Segment Start: THE DATA
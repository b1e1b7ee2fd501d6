use battle_summary::combat::{Combatant, ObjectId};
use battle_summary::server::routes::route_request;
use battle_summary::server::AppState;
use battle_summary::store::{CombatantRegistry, MemoryAttributeStorage, SUMMARY_BLOCK_TAG};
use serde_json::{json, Value};

fn state() -> AppState {
    let registry = CombatantRegistry::from_combatants([
        Combatant::new(1, "Warrior", 0),
        Combatant::new(2, "Wizard", 0),
        Combatant::new(10, "Dragon", 3),
        Combatant::new(11, "Spectre", 1),
    ])
    .expect("unique ids");
    AppState::new(registry, Box::new(MemoryAttributeStorage::new()))
}

fn body_json(body: &str) -> Value {
    serde_json::from_str(body).expect("response should be valid json")
}

fn pairs(payload: &Value) -> Vec<(String, String)> {
    payload["records"]
        .as_array()
        .expect("records should be an array")
        .iter()
        .map(|r| {
            (
                r["attacker"]["name"].as_str().unwrap_or_default().to_string(),
                r["target"]["name"].as_str().unwrap_or_default().to_string(),
            )
        })
        .collect()
}

fn pair(a: &str, b: &str) -> (String, String) {
    (a.to_string(), b.to_string())
}

#[test]
fn health_endpoint_returns_ok_json() {
    let response = route_request(&state(), "GET", "/api/health", "");
    assert_eq!(response.status_code, 200);
    assert_eq!(response.content_type, "application/json");
    assert!(response.body.contains("\"status\": \"ok\""));
}

#[test]
fn combatants_endpoint_lists_roster_by_id() {
    let response = route_request(&state(), "GET", "/api/combatants", "");
    assert_eq!(response.status_code, 200);
    let payload = body_json(&response.body);
    let ids: Vec<u64> = payload
        .as_array()
        .expect("array")
        .iter()
        .filter_map(|c| c["id"].as_u64())
        .collect();
    assert_eq!(ids, [1, 2, 10, 11]);
}

#[test]
fn unknown_owner_has_empty_summary() {
    let response = route_request(&state(), "GET", "/api/summaries/55", "");
    assert_eq!(response.status_code, 200);
    let payload = body_json(&response.body);
    assert_eq!(payload["owner"], 55);
    assert_eq!(payload["ranking"], "sequence");
    assert_eq!(payload["records"].as_array().map(Vec::len), Some(0));
}

#[test]
fn put_then_get_returns_grouped_report() {
    let state = state();
    let body = r#"{"round":3,"attacks":[
        {"attacker":1,"target":10},
        {"attacker":2,"target":11},
        {"attacker":1,"target":11}
    ]}"#;
    let response = route_request(&state, "PUT", "/api/summaries/7", body);
    assert_eq!(response.status_code, 200);
    assert_eq!(
        pairs(&body_json(&response.body)),
        [pair("Warrior", "Dragon"), pair("Warrior", "Spectre"), pair("Wizard", "Spectre")]
    );

    let response = route_request(&state, "GET", "/api/summaries/7", "");
    assert_eq!(response.status_code, 200);
    let payload = body_json(&response.body);
    assert_eq!(
        pairs(&payload),
        [pair("Warrior", "Dragon"), pair("Warrior", "Spectre"), pair("Wizard", "Spectre")]
    );
    let sequences: Vec<u64> = payload["records"]
        .as_array()
        .expect("array")
        .iter()
        .filter_map(|r| r["sequence"].as_u64())
        .collect();
    assert_eq!(sequences, [0, 1, 2]);
}

#[test]
fn get_with_target_index_ranking_reorders() {
    let state = state();
    let body = r#"{"attacks":[{"attacker":1,"target":10},{"attacker":2,"target":11}]}"#;
    assert_eq!(route_request(&state, "PUT", "/api/summaries/7", body).status_code, 200);

    let response = route_request(&state, "GET", "/api/summaries/7?rank=target_index", "");
    assert_eq!(response.status_code, 200);
    let payload = body_json(&response.body);
    assert_eq!(payload["ranking"], "target_index");
    assert_eq!(
        pairs(&payload),
        [pair("Wizard", "Spectre"), pair("Warrior", "Dragon")]
    );
}

#[test]
fn put_with_unknown_combatant_is_bad_request_and_keeps_old_summary() {
    let state = state();
    let ok = r#"{"attacks":[{"attacker":1,"target":10}]}"#;
    assert_eq!(route_request(&state, "PUT", "/api/summaries/7", ok).status_code, 200);

    let bad = r#"{"attacks":[{"attacker":1,"target":404}]}"#;
    let response = route_request(&state, "PUT", "/api/summaries/7", bad);
    assert_eq!(response.status_code, 400);
    assert!(response.body.contains("unknown combatant 404"));

    let payload = body_json(&route_request(&state, "GET", "/api/summaries/7", "").body);
    assert_eq!(pairs(&payload), [pair("Warrior", "Dragon")]);
}

#[test]
fn malformed_body_is_bad_request() {
    let response = route_request(&state(), "PUT", "/api/summaries/7", "{not json");
    assert_eq!(response.status_code, 400);
    assert_eq!(body_json(&response.body)["status"], "error");
}

#[test]
fn corrupt_storage_is_reported_not_masked() {
    let state = state();
    {
        let mut storage = state.storage.lock().expect("lock");
        storage
            .write_block(
                ObjectId(7),
                SUMMARY_BLOCK_TAG,
                json!({"attackers": ["1", "2", "1"], "targets": ["10", "11"]}),
            )
            .expect("write");
    }
    let response = route_request(&state, "GET", "/api/summaries/7", "");
    assert_eq!(response.status_code, 500);
    assert!(response.body.contains("corrupt"));
}

#[test]
fn delete_clears_summary() {
    let state = state();
    let body = r#"{"attacks":[{"attacker":1,"target":10}]}"#;
    route_request(&state, "PUT", "/api/summaries/7", body);

    let response = route_request(&state, "DELETE", "/api/summaries/7", "");
    assert_eq!(response.status_code, 200);
    assert_eq!(body_json(&response.body)["removed"], true);

    let response = route_request(&state, "DELETE", "/api/summaries/7", "");
    assert_eq!(body_json(&response.body)["removed"], false);
}

#[test]
fn bad_owner_and_unknown_routes() {
    let state = state();
    assert_eq!(route_request(&state, "GET", "/api/summaries/abc", "").status_code, 400);
    assert_eq!(
        route_request(&state, "GET", "/api/summaries/7?rank=damage", "").status_code,
        400
    );
    assert_eq!(route_request(&state, "POST", "/api/summaries/7", "").status_code, 405);
    assert_eq!(route_request(&state, "GET", "/api/nothing", "").status_code, 404);
}
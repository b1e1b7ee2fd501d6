//! Persistence of battle summaries in per-object attribute storage.

use serde::{Deserialize, Serialize};
use tracing::{debug, warn};

use crate::combat::{AttackRecord, Identified, ObjectId, SummaryBuilder};
use crate::error::{StorageError, SummaryError};

pub mod attributes;
pub mod registry;

pub use attributes::{AttributeStorage, JsonFileAttributeStorage, MemoryAttributeStorage};
pub use registry::{load_roster, CombatantRegistry, CombatantResolver};

/// Attribute block tag under which the summary lives.
pub const SUMMARY_BLOCK_TAG: &str = "battle_summary";

/// Stored form of a summary: index-aligned attacker and target id lists.
#[derive(Debug, Clone, Default, PartialEq, Eq, Serialize, Deserialize)]
pub struct SummaryBlock {
    #[serde(default)]
    pub attackers: Vec<String>,
    #[serde(default)]
    pub targets: Vec<String>,
    #[serde(default, skip_serializing_if = "Option::is_none")]
    pub recorded_at: Option<String>,
}

impl SummaryBlock {
    pub fn from_records<R: Identified>(records: &[AttackRecord<R>]) -> Self {
        let (attackers, targets) = records
            .iter()
            .map(|record| {
                (
                    record.attacker.object_id().to_string(),
                    record.target.object_id().to_string(),
                )
            })
            .unzip();
        Self {
            attackers,
            targets,
            recorded_at: Some(chrono::Utc::now().to_rfc3339()),
        }
    }

    pub fn is_empty(&self) -> bool {
        self.attackers.is_empty() && self.targets.is_empty()
    }

    pub fn validate(&self, owner: ObjectId) -> Result<(), SummaryError> {
        if self.attackers.len() != self.targets.len() {
            return Err(SummaryError::LengthMismatch {
                owner,
                attackers: self.attackers.len(),
                targets: self.targets.len(),
            });
        }
        Ok(())
    }
}

/// Summary persistence for one owner object.
///
/// The resolver is injected; the store never looks combatants up anywhere else.
pub struct SummaryStore<'a, S: ?Sized, C> {
    owner: ObjectId,
    storage: &'a mut S,
    resolver: &'a C,
}

impl<'a, S, C> SummaryStore<'a, S, C>
where
    S: AttributeStorage + ?Sized,
    C: CombatantResolver,
    C::Handle: Clone + Eq + std::hash::Hash,
{
    pub fn new(owner: ObjectId, storage: &'a mut S, resolver: &'a C) -> Self {
        Self {
            owner,
            storage,
            resolver,
        }
    }

    pub fn owner(&self) -> ObjectId {
        self.owner
    }

    pub fn has_summary(&self) -> Result<bool, SummaryError> {
        Ok(self
            .storage
            .read_block(self.owner, SUMMARY_BLOCK_TAG)?
            .is_some())
    }

    /// Removes the stored block; returns whether one existed.
    pub fn clear(&mut self) -> Result<bool, SummaryError> {
        let removed = self.storage.remove_block(self.owner, SUMMARY_BLOCK_TAG)?;
        if removed {
            debug!(owner = %self.owner, "cleared battle summary");
        }
        Ok(removed)
    }

    /// Replaces the stored block with `records`, in the order given. A failed write
    /// leaves the previous block in place.
    pub fn init_from_attack_records(
        &mut self,
        records: &[AttackRecord<C::Handle>],
    ) -> Result<(), SummaryError>
    where
        C::Handle: Identified,
    {
        let block = SummaryBlock::from_records(records);
        let value = serde_json::to_value(&block).map_err(StorageError::from)?;
        self.storage
            .write_block(self.owner, SUMMARY_BLOCK_TAG, value)?;
        debug!(owner = %self.owner, records = records.len(), "stored battle summary");
        Ok(())
    }

    /// Rebuilds the stored summary. Absent or empty blocks give an empty builder.
    pub fn load_summary(&self) -> Result<SummaryBuilder<C::Handle>, SummaryError> {
        let Some(value) = self.storage.read_block(self.owner, SUMMARY_BLOCK_TAG)? else {
            return Ok(SummaryBuilder::new());
        };
        let block: SummaryBlock =
            serde_json::from_value(value).map_err(|source| SummaryError::Decode {
                owner: self.owner,
                source,
            })?;
        if block.is_empty() {
            return Ok(SummaryBuilder::new());
        }
        if let Err(err) = block.validate(self.owner) {
            warn!(owner = %self.owner, error = %err, "corrupt battle summary");
            return Err(err);
        }

        let mut builder = SummaryBuilder::new();
        for (index, (attacker_id, target_id)) in
            block.attackers.iter().zip(&block.targets).enumerate()
        {
            let attacker = self.resolve(attacker_id, index)?;
            let target = self.resolve(target_id, index)?;
            builder.record(attacker, target);
        }
        debug!(owner = %self.owner, records = builder.len(), "loaded battle summary");
        Ok(builder)
    }

    fn resolve(&self, encoded_id: &str, index: usize) -> Result<C::Handle, SummaryError> {
        self.resolver.resolve(encoded_id).ok_or_else(|| {
            warn!(owner = %self.owner, id = encoded_id, index, "unresolved combatant in battle summary");
            SummaryError::UnresolvedCombatant {
                owner: self.owner,
                id: encoded_id.to_string(),
                index,
            }
        })
    }
}

#[cfg(test)]
mod tests {
    use serde_json::json;

    use super::*;

    #[test]
    fn block_length_mismatch_is_rejected() {
        let block = SummaryBlock {
            attackers: vec!["1".into(), "2".into(), "3".into()],
            targets: vec!["4".into(), "5".into()],
            recorded_at: None,
        };
        let err = block.validate(ObjectId(8)).unwrap_err();
        assert!(matches!(
            err,
            SummaryError::LengthMismatch {
                attackers: 3,
                targets: 2,
                ..
            }
        ));
    }

    #[test]
    fn block_tolerates_missing_lists() {
        let block: SummaryBlock = serde_json::from_value(json!({})).unwrap();
        assert!(block.is_empty());
        assert!(block.validate(ObjectId(1)).is_ok());
    }
}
Segment End: THE DATA
■ TASK ITEM:
From the entries above, return exactly the line containing "block.attackers.iter().zip(&block.targets).enumerate()", the line containing "let err = block.validate(ObjectId(8)).unwrap_err();", and all lines between, and nothing else.

■ YOUR SOLUTION:
            block.attackers.iter().zip(&block.targets).enumerate()
        {
            let attacker = self.resolve(attacker_id, index)?;
            let target = self.resolve(target_id, index)?;
            builder.record(attacker, target);
        }
        debug!(owner = %self.owner, records = builder.len(), "loaded battle summary");
        Ok(builder)
    }

    fn resolve(&self, encoded_id: &str, index: usize) -> Result<C::Handle, SummaryError> {
        self.resolver.resolve(encoded_id).ok_or_else(|| {
            warn!(owner = %self.owner, id = encoded_id, index, "unresolved combatant in battle summary");
            SummaryError::UnresolvedCombatant {
                owner: self.owner,
                id: encoded_id.to_string(),
                index,
            }
        })
    }
}

#[cfg(test)]
mod tests {
    use serde_json::json;

    use super::*;

    #[test]
    fn block_length_mismatch_is_rejected() {
        let block = SummaryBlock {
            attackers: vec!["1".into(), "2".into(), "3".into()],
            targets: vec!["4".into(), "5".into()],
            recorded_at: None,
        };
        let err = block.validate(ObjectId(8)).unwrap_err();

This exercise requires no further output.